While the DNA sequenced in-flight was prepared on the ground, recent demonstrations of the transfer of microliter fluid volumes with conventional pipettes in a microgravity environment17,19, in combination with Oxford Nanopore Technologies commercially-available rapid library preparation kit, lend themselves to the reality of sample preparation on the ISS. The miniPCR system is already onboard the ISS and has been used as both a heat block and thermal cycler in ground-based testing to support rapid 1D library preparation and amplifications of low input samples, respectively. Although a manual sample preparation process could be implemented on the ISS in the near future to enable the sequencing of spaceflight samples, flight certification of the soon-to-be-released sample and library preparation device, VolTRAX™ by Oxford Nanopore Technologies, could fully automate the entire process.

### Ground Processing of Cold Stowage Hardware

The nine flight samples were removed from the −80 °C freezer, placed on dry ice in a Styrofoam cooler, and shipped overnight to the launch processing facility at Kennedy Space Center (KSC). Once at KSC, the samples were maintained in a −80 °C freezer until transfer to the powered freezer on the SpaceX Dragon Capsule. To more closely approximate the handling of the flight samples, the nine ground control samples were also removed from the freezer, placed on dry ice in a Styrofoam cooler and allowed to sit on the laboratory bench for the same amount the time that the flight samples were out of the freezer during transit. A total of 18 R7.3 flow cells from the same manufacturing lot were shipped directly from the manufacturer to KSC for flight (9) and JSC to serve as ground controls (9). Upon receipt, the flow cells were stored at +4 °C until the time of launch. The flow cells and samples were maintained within the launch processing labs at KSC until 48 h before the launch, at which point they were loaded onto the vehicle.

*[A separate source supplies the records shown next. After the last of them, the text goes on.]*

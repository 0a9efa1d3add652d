use std::sync::Arc;

use crate::{
    composition::model::{Composition, RenderLayer},
    foundation::core::{Fps, Size},
    foundation::error::LaminaResult,
};

/// Fluent construction of a validated [`Composition`].
pub struct CompositionBuilder {
    render_size: Size,
    fps: Fps,
    layers: Vec<Arc<RenderLayer>>,
}

impl CompositionBuilder {
    /// Start an empty timeline.
    pub fn new(render_size: Size, fps: Fps) -> Self {
        Self {
            render_size,
            fps,
            layers: Vec::new(),
        }
    }

    /// Append a top-level layer.
    pub fn layer(mut self, layer: RenderLayer) -> Self {
        self.layers.push(Arc::new(layer));
        self
    }

    /// Append an already shared top-level layer.
    pub fn shared_layer(mut self, layer: Arc<RenderLayer>) -> Self {
        self.layers.push(layer);
        self
    }

    /// Validate and finish.
    pub fn build(self) -> LaminaResult<Composition> {
        let comp = Composition {
            render_size: self.render_size,
            fps: self.fps,
            layers: self.layers,
        };
        comp.validate()?;
        Ok(comp)
    }
}

#[cfg(test)]
#[path = "../../tests/unit/composition/dsl.rs"]
mod tests;
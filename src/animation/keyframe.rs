use crate::{
    animation::ease::Ease,
    foundation::core::MediaTime,
    foundation::error::{LaminaError, LaminaResult},
};

/// One keyed value on a curve.
#[derive(Clone, Copy, Debug, PartialEq, serde::Serialize, serde::Deserialize)]
pub struct Keyframe {
    /// Local time of the key.
    pub time: MediaTime,
    /// Value at `time`.
    pub value: f64,
    /// Ease applied toward the next key.
    #[serde(default)]
    pub ease: Ease,
}

impl Keyframe {
    /// Linear key.
    pub fn new(time: MediaTime, value: f64) -> Self {
        Self {
            time,
            value,
            ease: Ease::Linear,
        }
    }
}

/// How values between two keys are produced.
#[derive(Clone, Copy, Debug, Default, PartialEq, Eq, serde::Serialize, serde::Deserialize)]
pub enum InterpMode {
    /// Keep the previous key's value until the next key.
    Hold,
    /// Eased linear interpolation.
    #[default]
    Linear,
}

/// Scalar keyframe curve bound to a parameter name such as `"blend_opacity"`.
#[derive(Clone, Debug, PartialEq, serde::Serialize, serde::Deserialize)]
pub struct KeyframeAnimation {
    /// Parameter this curve drives.
    pub key_path: String,
    /// Keys sorted by time.
    pub keyframes: Vec<Keyframe>,
    /// Interpolation between keys.
    #[serde(default)]
    pub mode: InterpMode,
}

impl KeyframeAnimation {
    /// Build and validate a linear curve.
    pub fn new(key_path: impl Into<String>, keyframes: Vec<Keyframe>) -> LaminaResult<Self> {
        let anim = Self {
            key_path: key_path.into(),
            keyframes,
            mode: InterpMode::Linear,
        };
        anim.validate()?;
        Ok(anim)
    }

    /// Switch the interpolation mode.
    pub fn with_mode(mut self, mode: InterpMode) -> Self {
        self.mode = mode;
        self
    }

    /// Curves need at least one key, sorted by time, with finite values.
    pub fn validate(&self) -> LaminaResult<()> {
        if self.key_path.trim().is_empty() {
            return Err(LaminaError::animation("animation key path must be non-empty"));
        }
        if self.keyframes.is_empty() {
            return Err(LaminaError::animation(format!(
                "animation '{}' must have at least one keyframe",
                self.key_path
            )));
        }
        if !self.keyframes.windows(2).all(|w| w[0].time <= w[1].time) {
            return Err(LaminaError::animation(format!(
                "animation '{}' keyframes must be sorted by time",
                self.key_path
            )));
        }
        if self.keyframes.iter().any(|k| !k.value.is_finite()) {
            return Err(LaminaError::animation(format!(
                "animation '{}' keyframe values must be finite",
                self.key_path
            )));
        }
        Ok(())
    }

    /// Value at local time `t`; clamps to the first/last key outside the keyed span.
    pub fn value_at(&self, t: MediaTime) -> Option<f64> {
        let keys = &self.keyframes;
        let first = keys.first()?;
        let idx = keys.partition_point(|k| k.time <= t);

        if idx == 0 {
            return Some(first.value);
        }
        if idx >= keys.len() {
            return Some(keys[keys.len() - 1].value);
        }

        let a = &keys[idx - 1];
        let b = &keys[idx];
        let span = (b.time - a.time).as_secs_f64();
        if span <= 0.0 {
            return Some(a.value);
        }

        match self.mode {
            InterpMode::Hold => Some(a.value),
            InterpMode::Linear => {
                let t = (t - a.time).as_secs_f64() / span;
                let te = a.ease.apply(t);
                Some(a.value + (b.value - a.value) * te)
            }
        }
    }
}

/// Set of curves attached to a layer or operation.
#[derive(Clone, Debug, Default, PartialEq, serde::Serialize, serde::Deserialize)]
pub struct Animations {
    curves: Vec<KeyframeAnimation>,
}

impl Animations {
    /// Empty set.
    pub fn new() -> Self {
        Self::default()
    }

    /// Add a curve. A later curve for the same key path replaces the earlier one.
    pub fn insert(&mut self, anim: KeyframeAnimation) {
        self.curves.retain(|c| c.key_path != anim.key_path);
        self.curves.push(anim);
    }

    /// Value of `key_path` at `t`, if a curve drives it.
    pub fn value(&self, key_path: &str, t: MediaTime) -> Option<f64> {
        self.curves
            .iter()
            .find(|c| c.key_path == key_path)
            .and_then(|c| c.value_at(t))
    }

    /// Whether no curves are attached.
    pub fn is_empty(&self) -> bool {
        self.curves.is_empty()
    }

    /// Attached curves.
    pub fn curves(&self) -> &[KeyframeAnimation] {
        &self.curves
    }

    /// Validate every curve and reject key paths outside `known`.
    pub fn validate(&self, known: &[&str]) -> LaminaResult<()> {
        for c in &self.curves {
            c.validate()?;
            if !known.contains(&c.key_path.as_str()) {
                return Err(LaminaError::animation(format!(
                    "unknown animation key path '{}'",
                    c.key_path
                )));
            }
        }
        Ok(())
    }
}

#[cfg(test)]
#[path = "../../tests/unit/animation/keyframe.rs"]
mod tests;
use crate::foundation::core::{MediaTime, TimeRange};

/// Identifier of a layer inside one compiled timeline, in depth-first insertion order.
#[derive(
    Clone, Copy, Debug, PartialEq, Eq, PartialOrd, Ord, Hash, serde::Serialize, serde::Deserialize,
)]
pub struct LayerId(pub u32);

/// Identifier of a decode track in the host's multi-track container. Valid ids start at 1.
#[derive(
    Clone, Copy, Debug, PartialEq, Eq, PartialOrd, Ord, Hash, serde::Serialize, serde::Deserialize,
)]
pub struct TrackId(pub u32);

/// A layer bound to a track over a timeline range.
#[derive(Clone, Copy, Debug, PartialEq, Eq, serde::Serialize, serde::Deserialize)]
pub struct TrackAssignment {
    /// Layer receiving the track.
    pub layer: LayerId,
    /// Assigned track.
    pub track_id: TrackId,
    /// Timeline range the layer occupies on that track.
    pub time_range: TimeRange,
}

/// Empty video track spanning every video layer, so the container covers the whole timeline.
#[derive(Clone, Copy, Debug, PartialEq, Eq, serde::Serialize, serde::Deserialize)]
pub struct PlaceholderTrack {
    /// Track id.
    pub track_id: TrackId,
    /// `[min start, max end)` over all video leaves.
    pub time_range: TimeRange,
}

/// Video leaf considered by the allocator.
#[derive(Clone, Copy, Debug, PartialEq, Eq)]
pub struct TrackLeaf {
    /// Layer id.
    pub layer: LayerId,
    /// Timeline range.
    pub time_range: TimeRange,
    /// Whether the leaf decodes from a track (image and effect leaves do not).
    pub needs_track: bool,
}

/// Track allocation of one timeline.
#[derive(Clone, Debug, Default, PartialEq, Eq, serde::Serialize, serde::Deserialize)]
pub struct TrackTable {
    /// Video assignments in allocation order (ascending start).
    pub video: Vec<TrackAssignment>,
    /// Placeholder track, present when any video leaf exists.
    pub placeholder: Option<PlaceholderTrack>,
    /// Audio assignments in allocation order (ascending start); every layer owns its track.
    pub audio: Vec<TrackAssignment>,
}

impl TrackTable {
    /// Video track assigned to `layer`.
    pub fn video_track_of(&self, layer: LayerId) -> Option<TrackId> {
        self.video
            .iter()
            .find(|a| a.layer == layer)
            .map(|a| a.track_id)
    }

    /// Audio track assigned to `layer`.
    pub fn audio_track_of(&self, layer: LayerId) -> Option<TrackId> {
        self.audio
            .iter()
            .find(|a| a.layer == layer)
            .map(|a| a.track_id)
    }

    /// Distinct video track ids, ascending; excludes the placeholder.
    pub fn video_track_ids(&self) -> Vec<TrackId> {
        let mut ids: Vec<TrackId> = self.video.iter().map(|a| a.track_id).collect();
        ids.sort_unstable();
        ids.dedup();
        ids
    }

    /// Number of distinct tracks of every kind.
    pub fn track_count(&self) -> usize {
        self.video_track_ids().len() + usize::from(self.placeholder.is_some()) + self.audio.len()
    }
}

/// Assign track ids.
///
/// Video leaves are visited by ascending start (stable). A track-bearing leaf reuses the lowest
/// existing video track whose last range ends at or before its start, otherwise a new id is
/// minted. The placeholder and then one id per audio layer, by ascending start (stable), follow.
/// One counter starting at 1 is shared by all kinds.
pub fn allocate_tracks(video_leaves: &[TrackLeaf], audio_layers: &[(LayerId, TimeRange)]) -> TrackTable {
    let mut next_id = 1u32;
    let mut mint = || {
        let id = TrackId(next_id);
        next_id += 1;
        id
    };

    let mut order: Vec<&TrackLeaf> = video_leaves.iter().collect();
    order.sort_by_key(|l| l.time_range.start);

    // (track, end of the last range placed on it), ascending by id.
    let mut open: Vec<(TrackId, MediaTime)> = Vec::new();
    let mut video = Vec::new();
    for leaf in order.iter().filter(|l| l.needs_track) {
        let start = leaf.time_range.start;
        let end = leaf.time_range.end();
        let track_id = match open.iter_mut().find(|(_, last_end)| *last_end <= start) {
            Some((id, last_end)) => {
                *last_end = end;
                *id
            }
            None => {
                let id = mint();
                open.push((id, end));
                id
            }
        };
        video.push(TrackAssignment {
            layer: leaf.layer,
            track_id,
            time_range: leaf.time_range,
        });
    }

    let placeholder = {
        let min_start = video_leaves.iter().map(|l| l.time_range.start).min();
        let max_end = video_leaves.iter().map(|l| l.time_range.end()).max();
        match (min_start, max_end) {
            (Some(start), Some(end)) if start <= end => Some(PlaceholderTrack {
                track_id: mint(),
                time_range: TimeRange {
                    start,
                    duration: end - start,
                },
            }),
            _ => None,
        }
    };

    let mut audio_order: Vec<&(LayerId, TimeRange)> = audio_layers.iter().collect();
    audio_order.sort_by_key(|(_, r)| r.start);
    let audio = audio_order
        .into_iter()
        .map(|&(layer, time_range)| TrackAssignment {
            layer,
            track_id: mint(),
            time_range,
        })
        .collect();

    TrackTable {
        video,
        placeholder,
        audio,
    }
}

#[cfg(test)]
#[path = "../../tests/unit/compile/tracks.rs"]
mod tests;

### Launch and ISS Stowage Conditions

Flow cells were launched in a double cold bag in which the temperature was maintained between +2 and +8 °C. The DNA samples were launched in a powered freezer in which temperatures were maintained between −80 and −90 °C. Upon docking with the ISS, the flow cells and DNA samples were transferred to refrigerator (+2 to +8 °C) and freezer (−80 to −90 °C) dewars within the Minus Eighty Degree Laboratory Freezer for ISS (MELFI), respectively. All other items were stored at ambient ISS conditions.

### PacBio RSII Library Preparation and Sequencing

Single Molecule, Real-Time (SMRT) sequencing libraries were prepared using the SMRTbell Template Prep Kit 1.0 (Pacific Biosciences) and 20 kb Template Preparation Using BluePippin Size-Selection System protocol (Pacific Biosciences). For each sample, 5 μg were used. Library quality and quantity were determined using an Agilent 2200 TapeStation and Qubit dsDNA BR Assay (Life Technologies), respectively. Sequencing was conducted using P6-C4 chemistry and a v3 SMRT Cell (Pacific Biosciences) at Weill Cornell Medicine.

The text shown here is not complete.